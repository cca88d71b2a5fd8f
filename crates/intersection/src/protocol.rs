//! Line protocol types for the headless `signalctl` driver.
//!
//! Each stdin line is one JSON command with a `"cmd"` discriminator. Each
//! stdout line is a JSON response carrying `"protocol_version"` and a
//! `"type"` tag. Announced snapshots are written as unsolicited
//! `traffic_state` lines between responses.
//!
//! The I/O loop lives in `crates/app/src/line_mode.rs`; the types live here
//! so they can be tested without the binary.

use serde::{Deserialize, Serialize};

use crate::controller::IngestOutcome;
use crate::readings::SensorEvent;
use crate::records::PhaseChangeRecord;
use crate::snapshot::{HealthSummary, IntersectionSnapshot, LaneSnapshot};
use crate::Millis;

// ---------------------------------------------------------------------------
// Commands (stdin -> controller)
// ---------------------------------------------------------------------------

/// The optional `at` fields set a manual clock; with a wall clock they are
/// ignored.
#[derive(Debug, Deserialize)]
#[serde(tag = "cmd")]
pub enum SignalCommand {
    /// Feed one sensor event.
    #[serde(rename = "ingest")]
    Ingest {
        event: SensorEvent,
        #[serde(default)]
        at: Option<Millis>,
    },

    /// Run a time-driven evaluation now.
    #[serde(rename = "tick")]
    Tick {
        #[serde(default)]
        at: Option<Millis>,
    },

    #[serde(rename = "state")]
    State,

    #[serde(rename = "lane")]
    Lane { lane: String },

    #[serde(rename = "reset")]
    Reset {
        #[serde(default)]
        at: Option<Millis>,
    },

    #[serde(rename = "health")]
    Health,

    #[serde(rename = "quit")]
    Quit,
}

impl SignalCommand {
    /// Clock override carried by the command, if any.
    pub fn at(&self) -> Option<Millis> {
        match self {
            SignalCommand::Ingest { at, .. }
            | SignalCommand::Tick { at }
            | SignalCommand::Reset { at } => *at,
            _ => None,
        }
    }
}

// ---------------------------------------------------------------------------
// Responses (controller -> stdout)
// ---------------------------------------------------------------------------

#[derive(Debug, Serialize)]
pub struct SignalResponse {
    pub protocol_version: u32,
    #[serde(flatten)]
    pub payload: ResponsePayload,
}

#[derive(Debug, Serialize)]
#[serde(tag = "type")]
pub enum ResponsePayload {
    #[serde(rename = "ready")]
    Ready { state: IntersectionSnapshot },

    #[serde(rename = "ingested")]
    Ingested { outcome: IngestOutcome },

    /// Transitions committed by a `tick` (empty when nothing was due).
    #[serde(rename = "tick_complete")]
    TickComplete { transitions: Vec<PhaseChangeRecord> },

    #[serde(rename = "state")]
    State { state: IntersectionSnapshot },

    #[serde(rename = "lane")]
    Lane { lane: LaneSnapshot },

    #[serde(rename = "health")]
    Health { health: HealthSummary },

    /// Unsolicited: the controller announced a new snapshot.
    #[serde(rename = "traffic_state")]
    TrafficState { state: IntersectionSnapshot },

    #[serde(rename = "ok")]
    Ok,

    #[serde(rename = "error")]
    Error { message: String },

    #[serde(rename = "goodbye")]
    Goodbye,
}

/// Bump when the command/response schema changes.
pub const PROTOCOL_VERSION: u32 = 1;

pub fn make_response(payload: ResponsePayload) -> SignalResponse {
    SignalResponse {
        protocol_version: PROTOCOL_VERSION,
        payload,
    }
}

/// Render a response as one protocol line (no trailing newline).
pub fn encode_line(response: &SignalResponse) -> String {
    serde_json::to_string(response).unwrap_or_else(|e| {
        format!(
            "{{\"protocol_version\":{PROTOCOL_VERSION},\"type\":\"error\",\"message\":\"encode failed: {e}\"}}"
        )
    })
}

▶ Description of the task
I would like you to output every record exactly as written.

▶ Problem solution
repository cca88d71b2a5fd8f
filename crates/intersection/src/protocol.rs
//! Line protocol types for the headless `signalctl` driver.
//!
//! Each stdin line is one JSON command with a `"cmd"` discriminator. Each
//! stdout line is a JSON response carrying `"protocol_version"` and a
//! `"type"` tag. Announced snapshots are written as unsolicited
//! `traffic_state` lines between responses.
//!
//! The I/O loop lives in `crates/app/src/line_mode.rs`; the types live here
//! so they can be tested without the binary.

use serde::{Deserialize, Serialize};

use crate::controller::IngestOutcome;
use crate::readings::SensorEvent;
use crate::records::PhaseChangeRecord;
use crate::snapshot::{HealthSummary, IntersectionSnapshot, LaneSnapshot};
use crate::Millis;

// ---------------------------------------------------------------------------
// Commands (stdin -> controller)
// ---------------------------------------------------------------------------

/// The optional `at` fields set a manual clock; with a wall clock they are
/// ignored.
#[derive(Debug, Deserialize)]
#[serde(tag = "cmd")]
pub enum SignalCommand {
    /// Feed one sensor event.
    #[serde(rename = "ingest")]
    Ingest {
        event: SensorEvent,
        #[serde(default)]
        at: Option<Millis>,
    },

    /// Run a time-driven evaluation now.
    #[serde(rename = "tick")]
    Tick {
        #[serde(default)]
        at: Option<Millis>,
    },

    #[serde(rename = "state")]
    State,

    #[serde(rename = "lane")]
    Lane { lane: String },

    #[serde(rename = "reset")]
    Reset {
        #[serde(default)]
        at: Option<Millis>,
    },

    #[serde(rename = "health")]
    Health,

    #[serde(rename = "quit")]
    Quit,
}

impl SignalCommand {
    /// Clock override carried by the command, if any.
    pub fn at(&self) -> Option<Millis> {
        match self {
            SignalCommand::Ingest { at, .. }
            | SignalCommand::Tick { at }
            | SignalCommand::Reset { at } => *at,
            _ => None,
        }
    }
}

// ---------------------------------------------------------------------------
// Responses (controller -> stdout)
// ---------------------------------------------------------------------------

#[derive(Debug, Serialize)]
pub struct SignalResponse {
    pub protocol_version: u32,
    #[serde(flatten)]
    pub payload: ResponsePayload,
}

#[derive(Debug, Serialize)]
#[serde(tag = "type")]
pub enum ResponsePayload {
    #[serde(rename = "ready")]
    Ready { state: IntersectionSnapshot },

    #[serde(rename = "ingested")]
    Ingested { outcome: IngestOutcome },

    /// Transitions committed by a `tick` (empty when nothing was due).
    #[serde(rename = "tick_complete")]
    TickComplete { transitions: Vec<PhaseChangeRecord> },

    #[serde(rename = "state")]
    State { state: IntersectionSnapshot },

    #[serde(rename = "lane")]
    Lane { lane: LaneSnapshot },

    #[serde(rename = "health")]
    Health { health: HealthSummary },

    /// Unsolicited: the controller announced a new snapshot.
    #[serde(rename = "traffic_state")]
    TrafficState { state: IntersectionSnapshot },

    #[serde(rename = "ok")]
    Ok,

    #[serde(rename = "error")]
    Error { message: String },

    #[serde(rename = "goodbye")]
    Goodbye,
}

/// Bump when the command/response schema changes.
pub const PROTOCOL_VERSION: u32 = 1;

pub fn make_response(payload: ResponsePayload) -> SignalResponse {
    SignalResponse {
        protocol_version: PROTOCOL_VERSION,
        payload,
    }
}

/// Render a response as one protocol line (no trailing newline).
pub fn encode_line(response: &SignalResponse) -> String {
    serde_json::to_string(response).unwrap_or_else(|e| {
        format!(
            "{{\"protocol_version\":{PROTOCOL_VERSION},\"type\":\"error\",\"message\":\"encode failed: {e}\"}}"
        )
    })
}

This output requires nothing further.